- **YOUR TASK**
If a line holds the word "changes", copy it from the entries.

- **INFORMATION GIVEN**
//! Stochastic oscillator (KDJ)
//!
//! %K places the close inside the high/low range of the trailing window:
//! - %K near 100: closing at the top of the range
//! - %K near 0: closing at the bottom of the range
//!
//! %D smooths %K with an SMA and %J = 3K - 2D exaggerates their spread.

use super::moving_average::calculate_sma;
use super::validation::{ensure_aligned, ensure_period, ensure_sufficient, is_aligned};
use crate::error::IndicatorError;
use crate::models::{IndicatorSeries, KdjResult};

/// %K for one window; 50 when the range is flat
pub(crate) fn percent_k(close: f64, highest_high: f64, lowest_low: f64) -> f64 {
    let range = highest_high - lowest_low;
    if range != 0.0 {
        (close - lowest_low) / range * 100.0
    } else {
        50.0
    }
}

pub(crate) fn percent_j(k: f64, d: f64) -> f64 {
    3.0 * k - 2.0 * d
}

/// Calculate KDJ over aligned high/low/close series
///
/// Mismatched lengths, a zero period, or a series no longer than `period`
/// yield all-invalid lines (sized to `close`). %K is valid from
/// `period - 1`; %D and %J once `signal_period` consecutive %K values exist.
pub fn calculate_kdj(
    high: &[f64],
    low: &[f64],
    close: &[f64],
    period: usize,
    signal_period: usize,
) -> KdjResult {
    let len = close.len();
    if !is_aligned(&[high, low, close]) || period == 0 || high.len() <= period {
        tracing::debug!(
            high = high.len(),
            low = low.len(),
            close = len,
            period,
            "KDJ: degenerate input, returning invalid series"
        );
        return KdjResult::invalid(len);
    }

    let k: IndicatorSeries = (0..len)
        .map(|i| {
            if i + 1 < period {
                return None;
            }
            let start = i + 1 - period;
            let highest_high = high[start..=i].iter().copied().fold(f64::MIN, f64::max);
            let lowest_low = low[start..=i].iter().copied().fold(f64::MAX, f64::min);
            Some(percent_k(close[i], highest_high, lowest_low))
        })
        .collect();

    let d = calculate_sma(&k, signal_period);

    let j = k
        .iter()
        .zip(d.iter())
        .map(|(k, d)| Some(percent_j((*k)?, (*d)?)))
        .collect();

    KdjResult { k, d, j }
}

/// Strict variant of [`calculate_kdj`] that reports degenerate input
pub fn calculate_kdj_strict(
    high: &[f64],
    low: &[f64],
    close: &[f64],
    period: usize,
    signal_period: usize,
) -> Result<KdjResult, IndicatorError> {
    ensure_aligned(&[high, low, close])?;
    ensure_sufficient(high.len(), period, period + 1)?;
    ensure_period(signal_period)?;

    Ok(calculate_kdj(high, low, close, period, signal_period))
}

#[cfg(test)]
mod tests {
    use super::*;
    use approx::assert_relative_eq;

    #[test]
    fn test_kdj_hand_computed() {
        let high = vec![10.0, 11.0, 12.0, 13.0, 12.0];
        let low = vec![8.0, 9.0, 10.0, 11.0, 10.0];
        let close = vec![9.0, 10.0, 11.0, 12.0, 10.0];

        let kdj = calculate_kdj(&high, &low, &close, 3, 2);

        assert_eq!(kdj.k.first_valid_index(), Some(2));
        // Window [0..=2]: range 8..12, close 11
        assert_relative_eq!(kdj.k.value_at(2).unwrap(), 75.0);
        // Window [1..=3]: range 9..13, close 12
        assert_relative_eq!(kdj.k.value_at(3).unwrap(), 75.0);
        // Window [2..=4]: range 10..13, close 10
        assert_relative_eq!(kdj.k.value_at(4).unwrap(), 0.0);

        assert_eq!(kdj.d.first_valid_index(), Some(3));
        assert_relative_eq!(kdj.d.value_at(4).unwrap(), 37.5);
        assert_relative_eq!(kdj.j.value_at(4).unwrap(), -75.0);
    }

    #[test]
    fn test_kdj_flat_market_is_neutral() {
        let flat = vec![20.0; 12];
        let kdj = calculate_kdj(&flat, &flat, &flat, 9, 3);

        for i in 8..12 {
            assert_eq!(kdj.k.value_at(i), Some(50.0));
        }
        for i in 10..12 {
            assert_eq!(kdj.d.value_at(i), Some(50.0));
            assert_eq!(kdj.j.value_at(i), Some(50.0));
        }
    }

    #[test]
    fn test_kdj_j_invalid_during_warmup() {
        let high: Vec<f64> = (0..15).map(|i| 11.0 + i as f64).collect();
        let low: Vec<f64> = (0..15).map(|i| 9.0 + i as f64).collect();
        let close: Vec<f64> = (0..15).map(|i| 10.0 + i as f64).collect();

        let kdj = calculate_kdj(&high, &low, &close, 9, 3);

        for i in 0..10 {
            assert!(!kdj.j.is_valid(i));
        }
        assert!(kdj.j.is_valid(10));
    }

    #[test]
    fn test_kdj_mismatched_lengths() {
        let high = vec![10.0; 12];
        let low = vec![8.0; 11];
        let close = vec![9.0; 12];

        let kdj = calculate_kdj(&high, &low, &close, 9, 3);
        assert_eq!(kdj.k, IndicatorSeries::invalid(12));
        assert_eq!(kdj.d.len(), 12);
        assert_eq!(kdj.j.valid_count(), 0);
    }

    #[test]
    fn test_kdj_requires_more_than_period_samples() {
        let series = vec![10.0; 9];
        let kdj = calculate_kdj(&series, &series, &series, 9, 3);
        assert_eq!(kdj.k.valid_count(), 0);
    }

    #[test]
    fn test_kdj_strict_reports_errors() {
        let high = vec![10.0; 12];
        let low = vec![8.0; 11];
        let close = vec![9.0; 12];

        assert!(matches!(
            calculate_kdj_strict(&high, &low, &close, 9, 3),
            Err(IndicatorError::ShapeMismatch { .. })
        ));

        let short = vec![9.0; 5];
        assert!(matches!(
            calculate_kdj_strict(&short, &short, &short, 9, 3),
            Err(IndicatorError::InsufficientData { need: 10, got: 5 })
        ));

        assert!(calculate_kdj_strict(&high, &high, &close, 9, 3).is_ok());
    }
}
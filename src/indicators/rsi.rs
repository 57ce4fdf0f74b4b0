use crate::models::IndicatorSeries;

/// RSI from smoothed average gain and loss; 100 when there is no loss
pub(crate) fn rsi_value(avg_gain: f64, avg_loss: f64) -> f64 {
    if avg_loss == 0.0 {
        return 100.0;
    }
    let rs = avg_gain / avg_loss;
    100.0 - (100.0 / (1.0 + rs))
}

/// Split a price change into (gain, loss), loss as a positive magnitude
pub(crate) fn split_change(change: f64) -> (f64, f64) {
    if change > 0.0 {
        (change, 0.0)
    } else {
        (0.0, -change)
    }
}

/// One Wilder smoothing step
pub(crate) fn wilder_smooth(average: f64, sample: f64, period: usize) -> f64 {
    (average * (period as f64 - 1.0) + sample) / period as f64
}

/// Calculate Relative Strength Index (RSI) over the whole series
///
/// RSI measures the magnitude of recent price changes to evaluate
/// overbought or oversold conditions.
///
/// Values:
/// - RSI > 70: Overbought
/// - RSI < 30: Oversold
///
/// Positions before `period` are invalid. The first value (at `period`) is
/// seeded from the gains and losses of changes `1..=period`; later values
/// use Wilder's smoothing. Needs more than `period` samples, otherwise the
/// result is all-invalid.
pub fn calculate_rsi(prices: &[f64], period: usize) -> IndicatorSeries {
    let len = prices.len();
    if period == 0 || len <= period {
        tracing::debug!(len, period, "RSI: insufficient data, returning invalid series");
        return IndicatorSeries::invalid(len);
    }

    let mut result = vec![None; len];

    let mut gain_sum = 0.0;
    let mut loss_sum = 0.0;
    for i in 1..=period {
        let (gain, loss) = split_change(prices[i] - prices[i - 1]);
        gain_sum += gain;
        loss_sum += loss;
    }

    let mut avg_gain = gain_sum / period as f64;
    let mut avg_loss = loss_sum / period as f64;
    result[period] = Some(rsi_value(avg_gain, avg_loss));

    for i in period + 1..len {
        let (gain, loss) = split_change(prices[i] - prices[i - 1]);
        avg_gain = wilder_smooth(avg_gain, gain, period);
        avg_loss = wilder_smooth(avg_loss, loss, period);
        result[i] = Some(rsi_value(avg_gain, avg_loss));
    }

    IndicatorSeries::from_values(result)
}
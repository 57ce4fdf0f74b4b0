use serde::{Deserialize, Serialize};

use super::aggregate::{cross_statistics, current_trend, recent_crosses};
use super::cross::cross_events;
use crate::config::{AverageKind, CrossConfig, EngineConfig};
use crate::indicators::{
    calculate_bollinger_bands, calculate_ema, calculate_kdj, calculate_macd, calculate_rsi,
    calculate_sma,
};
use crate::models::{
    self, BollingerBands, Candle, CrossEvent, CrossStatistics, IndicatorSeries, KdjResult,
    MacdResult, TrendState,
};

/// Full result of a moving-average cross analysis
#[derive(Debug, Clone, PartialEq, Serialize, Deserialize)]
pub struct CrossReport {
    pub short_average: IndicatorSeries,
    pub long_average: IndicatorSeries,
    pub events: Vec<CrossEvent>,
    pub recent: Vec<CrossEvent>,
    pub trend: TrendState,
    pub statistics: CrossStatistics,
}

/// Golden/death cross analysis for one short/long pair
#[derive(Debug, Clone, Default)]
pub struct MaCrossAnalyzer {
    config: CrossConfig,
}

impl MaCrossAnalyzer {
    pub fn new(config: CrossConfig) -> Self {
        Self { config }
    }

    pub fn config(&self) -> &CrossConfig {
        &self.config
    }

    /// Short and long averages of the configured kind
    pub fn averages(&self, prices: &[f64]) -> (IndicatorSeries, IndicatorSeries) {
        let average = match self.config.average {
            AverageKind::Simple => calculate_sma::<f64>,
            AverageKind::Exponential => calculate_ema::<f64>,
        };
        (
            average(prices, self.config.short_period),
            average(prices, self.config.long_period),
        )
    }

    /// Classify every evaluable index and summarize the result
    ///
    /// `labels` are per-index timestamps; missing ones become `Day{n}`.
    pub fn analyze<S: AsRef<str>>(&self, prices: &[f64], labels: &[S]) -> CrossReport {
        let (short_average, long_average) = self.averages(prices);
        let events = cross_events(prices, &short_average, &long_average, labels);
        let recent = recent_crosses(&events, self.config.recent_limit);
        let trend = current_trend(&short_average, &long_average);
        let statistics = cross_statistics(&events);

        tracing::debug!(
            samples = prices.len(),
            short_period = self.config.short_period,
            long_period = self.config.long_period,
            golden = statistics.golden_crosses,
            death = statistics.death_crosses,
            %trend,
            "MA cross analysis complete"
        );
        for event in &recent {
            tracing::info!(
                "{} at {} (index {}): price={:.4}, short MA={:.4}, long MA={:.4}",
                event.kind,
                event.label,
                event.index,
                event.price,
                event.short_value,
                event.long_value
            );
        }

        CrossReport {
            short_average,
            long_average,
            events,
            recent,
            trend,
            statistics,
        }
    }
}

/// Every configured indicator over one candle series
#[derive(Debug, Clone, PartialEq, Serialize, Deserialize)]
pub struct TechnicalReport {
    pub samples: usize,
    pub macd: MacdResult,
    pub rsi: IndicatorSeries,
    pub kdj: KdjResult,
    pub bollinger: BollingerBands,
    pub crosses: CrossReport,
}

/// Run every indicator and the cross analysis over `candles`
pub fn analyze_candles(candles: &[Candle], config: &EngineConfig) -> TechnicalReport {
    let close = models::closes(candles);
    let high = models::highs(candles);
    let low = models::lows(candles);
    let labels = models::timestamp_labels(candles);

    if candles.len() < config.min_samples_required() {
        tracing::warn!(
            "Only {} candles, {} needed before every indicator is warmed up",
            candles.len(),
            config.min_samples_required()
        );
    }

    let macd = calculate_macd(
        &close,
        config.macd.fast_period,
        config.macd.slow_period,
        config.macd.signal_period,
    );
    let rsi = calculate_rsi(&close, config.rsi.period);
    let kdj = calculate_kdj(&high, &low, &close, config.kdj.period, config.kdj.signal_period);
    let bollinger =
        calculate_bollinger_bands(&close, config.bollinger.period, config.bollinger.multiplier);
    let crosses = MaCrossAnalyzer::new(config.cross.clone()).analyze(&close, &labels);

    tracing::debug!(
        "Indicators: RSI={:?}, MACD={:?}, K={:?}, Trend={}",
        rsi.last_valid().map(|(_, v)| v),
        macd.macd_line.last_valid().map(|(_, v)| v),
        kdj.k.last_valid().map(|(_, v)| v),
        crosses.trend
    );

    TechnicalReport {
        samples: candles.len(),
        macd,
        rsi,
        kdj,
        bollinger,
        crosses,
    }
}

- **ANSWER TO THIS EXERCISE**
/// RSI measures the magnitude of recent price changes to evaluate
/// seeded from the gains and losses of changes `1..=period`; later values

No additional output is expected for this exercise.